European scientists initiated the EU-funded 'Supersonic deposition of nanostructured surfaces' (http://www.supersonic-project.eu/ (SUPERSONIC)) project to develop nano-structured coatings from multifunctional reactive nanopowders. The basic principle is that the residual energy of incomplete chemical reactions within the nanopowders can be harnessed during supersonic deposition.

The cold spray or supersonic deposition process propels particles in a heated gas stream toward a substrate via a supersonic nozzle. The high impact velocity releases the stored energy, sort of like solid fuel, reducing external energy required and enhancing the bonding of particles onto the substrate.

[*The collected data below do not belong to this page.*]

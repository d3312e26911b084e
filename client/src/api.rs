use std::time::Duration;

use nambola_protocol::*;
use reqwest::{Client, Method, StatusCode};
use serde::{de::DeserializeOwned, Serialize};
use thiserror::Error;
use tracing::debug;
use url::Url;

#[derive(Error, Debug)]
pub enum ApiError {
    #[error("invalid API URL: {0}")]
    BadUrl(String),

    #[error("request failed: {0}")]
    Transport(#[from] reqwest::Error),

    #[error("server returned {status}: {}", detail.as_deref().unwrap_or("no detail"))]
    Status { status: StatusCode, detail: Option<String> },

    #[error("unexpected response body: {0}")]
    Decode(#[from] serde_json::Error),
}

impl ApiError {
    /// The server-provided `detail` message, if the failure carried one.
    pub fn detail(&self) -> Option<&str> {
        match self {
            ApiError::Status { detail, .. } => detail.as_deref(),
            _ => None,
        }
    }

    pub fn status(&self) -> Option<StatusCode> {
        match self {
            ApiError::Status { status, .. } => Some(*status),
            _ => None,
        }
    }
}

/// Thin async wrapper over the backend's JSON endpoints. Cheap to clone.
#[derive(Debug, Clone)]
pub struct ApiClient {
    http: Client,
    base: Url,
}

impl ApiClient {
    pub fn new(base_url: &str) -> Result<Self, ApiError> {
        let base = Url::parse(base_url).map_err(|e| ApiError::BadUrl(format!("{base_url}: {e}")))?;
        if base.cannot_be_a_base() {
            return Err(ApiError::BadUrl(base_url.to_string()));
        }
        let http = Client::builder().timeout(Duration::from_secs(10)).build()?;
        Ok(Self { http, base })
    }

    pub fn base_url(&self) -> &Url {
        &self.base
    }

    /// `<base>/api/<segments...>`, each segment percent-encoded.
    fn endpoint(&self, segments: &[&str]) -> Url {
        let mut url = self.base.clone();
        if let Ok(mut path) = url.path_segments_mut() {
            path.pop_if_empty().push("api").extend(segments);
        }
        url
    }

    /// Absolute URL of a server-relative asset such as a profile photo.
    pub fn asset_url(&self, path: &str) -> String {
        if Url::parse(path).is_ok() {
            return path.to_string();
        }
        format!(
            "{}/{}",
            self.base.as_str().trim_end_matches('/'),
            path.trim_start_matches('/').replace(' ', "%20")
        )
    }

    async fn send<B, T>(&self, method: Method, url: Url, body: Option<&B>) -> Result<T, ApiError>
    where
        B: Serialize + ?Sized,
        T: DeserializeOwned,
    {
        debug!("{} {}", method, url);
        let mut request = self.http.request(method, url);
        if let Some(body) = body {
            request = request.json(body);
        }
        let response = request.send().await?;
        let status = response.status();
        let bytes = response.bytes().await?;

        if !status.is_success() {
            let detail = serde_json::from_slice::<ErrorDetail>(&bytes).ok().map(|e| e.detail);
            return Err(ApiError::Status { status, detail });
        }
        Ok(serde_json::from_slice(&bytes)?)
    }

    async fn get<T: DeserializeOwned>(&self, segments: &[&str]) -> Result<T, ApiError> {
        self.send::<(), T>(Method::GET, self.endpoint(segments), None).await
    }

    async fn post<B, T>(&self, segments: &[&str], body: Option<&B>) -> Result<T, ApiError>
    where
        B: Serialize + ?Sized,
        T: DeserializeOwned,
    {
        self.send(Method::POST, self.endpoint(segments), body).await
    }

    /* ------------------------------ player ------------------------------ */

    pub async fn register(&self, player_name: &str) -> Result<RegisterResponse, ApiError> {
        let body = RegisterRequest { player_name: player_name.to_string() };
        self.post(&["register"], Some(&body)).await
    }

    pub async fn names(&self) -> Result<Vec<String>, ApiError> {
        let resp: NamesResponse = self.get(&["names"]).await?;
        Ok(resp.names)
    }

    pub async fn ticket(&self, ticket_id: &str) -> Result<Ticket, ApiError> {
        self.get(&["ticket", ticket_id]).await
    }

    pub async fn game_status(&self) -> Result<GameStatus, ApiError> {
        self.get(&["game-status"]).await
    }

    pub async fn claim(&self, ticket_id: &str) -> Result<ClaimResponse, ApiError> {
        let body = ClaimRequest { ticket_id: ticket_id.to_string() };
        self.post(&["claim"], Some(&body)).await
    }

    pub async fn profile(&self, name: &str) -> Result<Profile, ApiError> {
        self.get(&["profile", name]).await
    }

    /* ------------------------------- admin ------------------------------- */

    /// Succeeds only when the backend answers 2xx.
    pub async fn admin_login(&self, password: &str) -> Result<(), ApiError> {
        let body = LoginRequest { password: password.to_string() };
        let _: serde_json::Value = self.post(&["admin", "login"], Some(&body)).await?;
        Ok(())
    }

    pub async fn qr_code(&self) -> Result<QrCode, ApiError> {
        self.get(&["admin", "qr-code"]).await
    }

    pub async fn claims(&self) -> Result<Vec<PendingClaim>, ApiError> {
        self.get(&["admin", "claims"]).await
    }

    pub async fn pick_name(&self) -> Result<PickNameResponse, ApiError> {
        self.post::<(), _>(&["admin", "pick-name"], None).await
    }

    pub async fn verify_claim(&self, claim_id: u64, is_valid: bool) -> Result<(), ApiError> {
        let body = VerifyClaimRequest { claim_id, is_valid };
        let _: serde_json::Value = self.post(&["admin", "verify-claim"], Some(&body)).await?;
        Ok(())
    }

    pub async fn reset_game(&self) -> Result<(), ApiError> {
        let _: serde_json::Value = self.post::<(), _>(&["admin", "reset-game"], None).await?;
        Ok(())
    }
}

#[cfg(test)]
mod tests {
    use super::*;

    #[test]
    fn endpoints_encode_segments() {
        let api = ApiClient::new("http://127.0.0.1:8000").unwrap();
        assert_eq!(api.endpoint(&["game-status"]).as_str(), "http://127.0.0.1:8000/api/game-status");
        assert_eq!(
            api.endpoint(&["profile", "Ann Lee/2"]).as_str(),
            "http://127.0.0.1:8000/api/profile/Ann%20Lee%2F2"
        );
    }

    #[test]
    fn base_path_prefix_is_kept() {
        let api = ApiClient::new("https://example.org/bingo/").unwrap();
        assert_eq!(api.endpoint(&["names"]).as_str(), "https://example.org/bingo/api/names");
        assert_eq!(api.asset_url("/photos/a b.jpg"), "https://example.org/bingo/photos/a%20b.jpg");
        assert_eq!(api.asset_url("https://cdn.example.org/x.png"), "https://cdn.example.org/x.png");
    }

    #[test]
    fn rejects_unusable_base() {
        assert!(matches!(ApiClient::new("not a url"), Err(ApiError::BadUrl(_))));
        assert!(matches!(ApiClient::new("mailto:admin@example.org"), Err(ApiError::BadUrl(_))));
    }
}
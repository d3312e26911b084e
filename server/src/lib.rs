//! In-memory Nambola backend: ticket handout, name draws, the claim queue
//! and its game-wide lock, served over the JSON HTTP API the clients poll.

use std::sync::Arc;

use axum::{
    routing::{get, post},
    Router,
};
use parking_lot::Mutex;
use tokio::net::TcpListener;
use tower_http::{cors::CorsLayer, trace::TraceLayer};
use tracing::info;

pub mod config;
pub mod error;
pub mod game;
pub mod qr;
pub mod routes;
#[cfg(test)]
mod tests;

use config::ServerConfig;
use game::Game;
use routes::*;

#[derive(Clone)]
pub struct AppState {
    pub game: Arc<Mutex<Game>>,
    pub config: Arc<ServerConfig>,
}

impl AppState {
    pub fn from_config(config: ServerConfig) -> anyhow::Result<Self> {
        let names = config.load_names()?;
        let profiles = config.load_profiles()?;
        let game = Game::new(names, profiles, &mut rand::thread_rng())?;
        Ok(Self {
            game: Arc::new(Mutex::new(game)),
            config: Arc::new(config),
        })
    }
}

pub fn router(state: AppState) -> Router {
    Router::new()
        .route("/api/register", post(register_handler))
        .route("/api/names", get(names_handler))
        .route("/api/ticket/:ticket_id", get(ticket_handler))
        .route("/api/game-status", get(game_status_handler))
        .route("/api/claim", post(claim_handler))
        .route("/api/profile/:name", get(profile_handler))
        .route("/api/admin/login", post(admin_login_handler))
        .route("/api/admin/pick-name", post(pick_name_handler))
        .route("/api/admin/claims", get(claims_handler))
        .route("/api/admin/verify-claim", post(verify_claim_handler))
        .route("/api/admin/reset-game", post(reset_game_handler))
        .route("/api/admin/qr-code", get(qr_code_handler))
        .layer(CorsLayer::permissive())
        .layer(TraceLayer::new_for_http())
        .with_state(state)
}

/// Serves on an already bound listener until the process is stopped.
pub async fn serve(listener: TcpListener, state: AppState) -> anyhow::Result<()> {
    let addr = listener.local_addr()?;
    info!("server listening on http://{addr}");
    axum::serve(listener, router(state))
        .with_graceful_shutdown(shutdown_signal())
        .await?;
    info!("Server shutting down...");
    Ok(())
}

async fn shutdown_signal() {
    if tokio::signal::ctrl_c().await.is_ok() {
        info!("Received Ctrl+C, shutting down");
    }
}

Cold spray is an emerging process already yielding promising results. SUPERSONIC removed important technical barriers to widespread implementation and creation of a new European manufacturing platform for high-performance products.

Mechanochemical reactions in high-energy ball milling were exploited to manufacture nanopowders. Coatings were applied with the cold spray or cold gas dynamic spray technology. Scientists chose three industrial applications consisting of aeronautical load bearings, mechanical components for automotive engines and biomedical coatings for orthopaedic implants.

The SUPERSONIC team successfully developed reactive nanopowders suitable for supersonic deposition with the cold gas dynamic spray technique, as well as advanced and reliable equipment for spray deposition. The high-energy ball milling process and the spray process for both minimally and highly reactive deposition were successfully integrated into the manufacturing chain. They were used to produce hard and dense coatings with improved properties compared to those made using benchmark materials and processes.

Supersonic sprayed coatings exhibit good tribological characteristics under dry and wet conditions and are of great interest to industry. SUPERSONIC results clearly demonstrating the feasibility and cost effectiveness of the technology open the door to market exploitation. Presentation of results through over 20 journal articles and participation in nearly 30 public events should ensure heightened awareness of the potential.